Rainbow schlieren deflectometry measurements have shown that the standing waves do not induce a flow field caused by acoustic streaming in the vicinity of the drop. Any compressibility in the liquid environment will result in an acoustic streaming flow, such as gas bubbles, submerged materials (e.g., PTFE), or dissolved gases in the liquid phases. However, the dispersion of inhomogeneous dissolved substances in the continuous phase was significantly affected by the standing waves in two different ways. One group of substances is prevented from spreading through the nodal planes and is additionally pulled towards these planes against its natural buoyancy. The inhomogeneous dissolved substance shows an alternative acoustic contrast factor compared to the pure substance in water. The other group of substances can pass through the nodal planes without interference and is stopped by regions of maximum particle velocity of the acoustic field. In this case, the substance is trapped under the horn of the ultrasonic transducer and shows a negative contrast factor as an inhomogeneous dissolved substance. These observations require further investigations to understand this mechanism in more detail.

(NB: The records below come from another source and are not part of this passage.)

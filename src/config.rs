//! Central configuration object assembled once at startup.
//!
//! Mirrors the source system's "configuration via kwargs + environment
//! variables" by reifying the recognised option set as a plain struct
//! with a `Default` impl and an `from_env` constructor. Credentials are
//! never represented here — backends resolve their own credentials from
//! the environment directly; this crate only ever sees `{enabled: bool}`
//! per backend (see [`BackendConfig`]).

use std::env;

use crate::retrieval::FusionStrategy;

/// Per-backend visibility. The data facade merges this with
/// environment-sourced credentials that never reach application code.
#[derive(Debug, Clone, Copy, PartialEq, Eq)]
pub struct BackendConfig {
    pub enabled: bool,
}

impl Default for BackendConfig {
    fn default() -> Self {
        Self { enabled: true }
    }
}

/// All backends known to the Polyglot Data Facade.
#[derive(Debug, Clone, Copy)]
pub struct BackendsConfig {
    pub vector: BackendConfig,
    pub graph: BackendConfig,
    pub relational: BackendConfig,
    pub keyvalue: BackendConfig,
}

impl Default for BackendsConfig {
    fn default() -> Self {
        Self {
            vector: BackendConfig::default(),
            graph: BackendConfig::default(),
            relational: BackendConfig::default(),
            keyvalue: BackendConfig { enabled: false },
        }
    }
}

/// Model identity and context-window bookkeeping.
#[derive(Debug, Clone)]
pub struct ModelConfig {
    pub name: String,
    pub context_window: u32,
    /// Fraction of the context window reserved for the prompt, in
    /// `[0.0, 1.0]`. Defaults to 0.25 (§4.2/§4.3).
    pub reserved_prompt_pct: f64,
}

impl Default for ModelConfig {
    fn default() -> Self {
        Self {
            name: "claude-3-5-sonnet-20241022".to_string(),
            context_window: 200_000,
            reserved_prompt_pct: 0.25,
        }
    }
}

impl ModelConfig {
    pub fn reserved_prompt_tokens(&self) -> u32 {
        (self.context_window as f64 * self.reserved_prompt_pct).round() as u32
    }
}

/// Process Executor tuning.
#[derive(Debug, Clone, Copy)]
pub struct ExecutionConfig {
    pub max_parallel: usize,
    pub default_step_timeout_ms: u64,
    pub plan_timeout_ms: u64,
}

impl Default for ExecutionConfig {
    fn default() -> Self {
        Self {
            max_parallel: 5,
            default_step_timeout_ms: 30_000,
            plan_timeout_ms: 120_000,
        }
    }
}

/// Hybrid Retrieval Engine toggles.
#[derive(Debug, Clone, Copy)]
pub struct RetrievalConfig {
    pub expansion_enabled: bool,
    pub reranking_enabled: bool,
    pub fusion_strategy: FusionStrategy,
}

impl Default for RetrievalConfig {
    fn default() -> Self {
        Self {
            expansion_enabled: true,
            reranking_enabled: true,
            fusion_strategy: FusionStrategy::ReciprocalRankFusion,
        }
    }
}

/// Hypothesis Generator toggle.
#[derive(Debug, Clone, Copy, Default)]
pub struct HypothesisConfig {
    pub enabled: bool,
}

/// What the Response Planner does on mid-generation overflow (§4.9).
#[derive(Debug, Clone, Copy, PartialEq, Eq)]
pub enum TruncationPolicy {
    Finalize,
    Continue,
}

impl Default for TruncationPolicy {
    fn default() -> Self {
        TruncationPolicy::Finalize
    }
}

/// Response Planner tuning.
#[derive(Debug, Clone, Copy)]
pub struct PlannerConfig {
    pub on_truncation: TruncationPolicy,
}

impl Default for PlannerConfig {
    fn default() -> Self {
        Self {
            on_truncation: TruncationPolicy::Finalize,
        }
    }
}

/// The full recognised option set, assembled once and treated as
/// read-only process-wide state thereafter (§5 "shared resources").
#[derive(Debug, Clone)]
pub struct Config {
    pub backends: BackendsConfig,
    pub model: ModelConfig,
    pub execution: ExecutionConfig,
    pub retrieval: RetrievalConfig,
    pub hypothesis: HypothesisConfig,
    pub planner: PlannerConfig,
}

impl Default for Config {
    fn default() -> Self {
        Self {
            backends: BackendsConfig::default(),
            model: ModelConfig::default(),
            execution: ExecutionConfig::default(),
            retrieval: RetrievalConfig::default(),
            hypothesis: HypothesisConfig { enabled: true },
            planner: PlannerConfig::default(),
        }
    }
}

impl Config {
    pub fn new() -> Self {
        Self::default()
    }

    /// Overlay environment variables onto the defaults. Unset or
    /// unparseable variables fall back to the existing value rather
    /// than failing — configuration loading is not expected to be a
    /// hard startup dependency for this crate's tests.
    pub fn from_env() -> Self {
        let mut config = Self::default();

        if let Ok(v) = env::var("BACKENDS_VECTOR_ENABLED") {
            config.backends.vector.enabled = parse_bool(&v, config.backends.vector.enabled);
        }
        if let Ok(v) = env::var("BACKENDS_GRAPH_ENABLED") {
            config.backends.graph.enabled = parse_bool(&v, config.backends.graph.enabled);
        }
        if let Ok(v) = env::var("BACKENDS_RELATIONAL_ENABLED") {
            config.backends.relational.enabled =
                parse_bool(&v, config.backends.relational.enabled);
        }
        if let Ok(v) = env::var("BACKENDS_KEYVALUE_ENABLED") {
            config.backends.keyvalue.enabled = parse_bool(&v, config.backends.keyvalue.enabled);
        }
        if let Ok(v) = env::var("MODEL_NAME") {
            config.model.name = v;
        }
        if let Ok(v) = env::var("MODEL_CONTEXT") {
            if let Ok(n) = v.parse() {
                config.model.context_window = n;
            }
        }
        if let Ok(v) = env::var("MODEL_RESERVED_PROMPT_PCT") {
            if let Ok(n) = v.parse() {
                config.model.reserved_prompt_pct = n;
            }
        }
        if let Ok(v) = env::var("EXECUTION_MAX_PARALLEL") {
            if let Ok(n) = v.parse() {
                config.execution.max_parallel = n;
            }
        }
        if let Ok(v) = env::var("EXECUTION_DEFAULT_STEP_TIMEOUT_MS") {
            if let Ok(n) = v.parse() {
                config.execution.default_step_timeout_ms = n;
            }
        }
        if let Ok(v) = env::var("EXECUTION_PLAN_TIMEOUT_MS") {
            if let Ok(n) = v.parse() {
                config.execution.plan_timeout_ms = n;
            }
        }
        if let Ok(v) = env::var("RETRIEVAL_EXPANSION_ENABLED") {
            config.retrieval.expansion_enabled =
                parse_bool(&v, config.retrieval.expansion_enabled);
        }
        if let Ok(v) = env::var("RETRIEVAL_RERANKING_ENABLED") {
            config.retrieval.reranking_enabled =
                parse_bool(&v, config.retrieval.reranking_enabled);
        }
        if let Ok(v) = env::var("HYPOTHESIS_ENABLED") {
            config.hypothesis.enabled = parse_bool(&v, config.hypothesis.enabled);
        }
        if let Ok(v) = env::var("PLANNER_ON_TRUNCATION") {
            config.planner.on_truncation = match v.to_ascii_lowercase().as_str() {
                "continue" => TruncationPolicy::Continue,
                "finalize" | "finalise" => TruncationPolicy::Finalize,
                _ => config.planner.on_truncation,
            };
        }

        config
    }
}

fn parse_bool(raw: &str, default: bool) -> bool {
    match raw.to_ascii_lowercase().as_str() {
        "1" | "true" | "yes" | "on" => true,
        "0" | "false" | "no" | "off" => false,
        _ => default,
    }
}

#[cfg(test)]
mod tests {
    use super::*;

    #[test]
    fn default_config_has_all_core_backends_enabled() {
        let config = Config::default();
        assert!(config.backends.vector.enabled);
        assert!(config.backends.graph.enabled);
        assert!(config.backends.relational.enabled);
        assert!(!config.backends.keyvalue.enabled);
    }

    #[test]
    fn reserved_prompt_tokens_is_quarter_of_window_by_default() {
        let model = ModelConfig::default();
        assert_eq!(model.reserved_prompt_tokens(), 50_000);
    }

    #[test]
    fn parse_bool_falls_back_to_default_on_garbage() {
        assert!(parse_bool("nonsense", true));
        assert!(!parse_bool("nonsense", false));
        assert!(parse_bool("YES", false));
        assert!(!parse_bool("0", true));
    }
}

Acoustic levitation can be a unique tool for many directions of fundamental research in liquid–liquid systems, such as mass transfer measurements, medical ageing tests without contact with any surfaces, and micro-reactors with excellent tempering conditions, to mention a few. To perform measurements in a system with continuous phases other than water, it is essential to adapt the design of the acoustic levitation cell and its resonance behaviour to the specific physical properties of the chosen substance.